[Dataset extract]
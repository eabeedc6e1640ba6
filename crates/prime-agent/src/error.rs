use prime_core::error::CoreError;
use prime_exec::ExecError;
use prime_query::QueryError;

#[derive(Debug, thiserror::Error)]
pub enum AgentError {
    #[error("Backend unreachable: {0}")]
    Backend(String),

    #[error("Backend returned an empty reply")]
    EmptyReply,

    #[error("Core error: {0}")]
    Core(#[from] CoreError),

    #[error("Exec error: {0}")]
    Exec(#[from] ExecError),

    #[error("Query error: {0}")]
    Query(#[from] QueryError),

    #[error("IO error: {0}")]
    Io(#[from] std::io::Error),
}
use std::path::Path;

use anyhow::{Context, Result};
use clap::Args;

use super::{build_agent, open_layout, runtime, BackendArgs};
use crate::output::format::format_profile;
use crate::output::OutputFormat;

#[derive(Args)]
pub struct ProfileArgs {
    #[command(flatten)]
    pub backend: BackendArgs,
}

pub fn run(args: &ProfileArgs, workspace: Option<&Path>, format: OutputFormat) -> Result<()> {
    let layout = open_layout(workspace)?;
    let agent = build_agent(&layout, &args.backend)?;

    eprintln!("Running probe battery for session {}...", agent.session_id());
    let rt = runtime()?;
    let outcome = rt.block_on(agent.profile()).context("Profiling failed")?;

    println!("{}", format_profile(&outcome, format));
    Ok(())
}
[/Dataset extract]
Task directions → Beginning at the line containing "#[derive(Args)]", output exactly each line up to and including the last line of the material above.

Expected answer →
#[derive(Args)]
pub struct ProfileArgs {
    #[command(flatten)]
    pub backend: BackendArgs,
}

pub fn run(args: &ProfileArgs, workspace: Option<&Path>, format: OutputFormat) -> Result<()> {
    let layout = open_layout(workspace)?;
    let agent = build_agent(&layout, &args.backend)?;

    eprintln!("Running probe battery for session {}...", agent.session_id());
    let rt = runtime()?;
    let outcome = rt.block_on(agent.profile()).context("Profiling failed")?;

    println!("{}", format_profile(&outcome, format));
    Ok(())
}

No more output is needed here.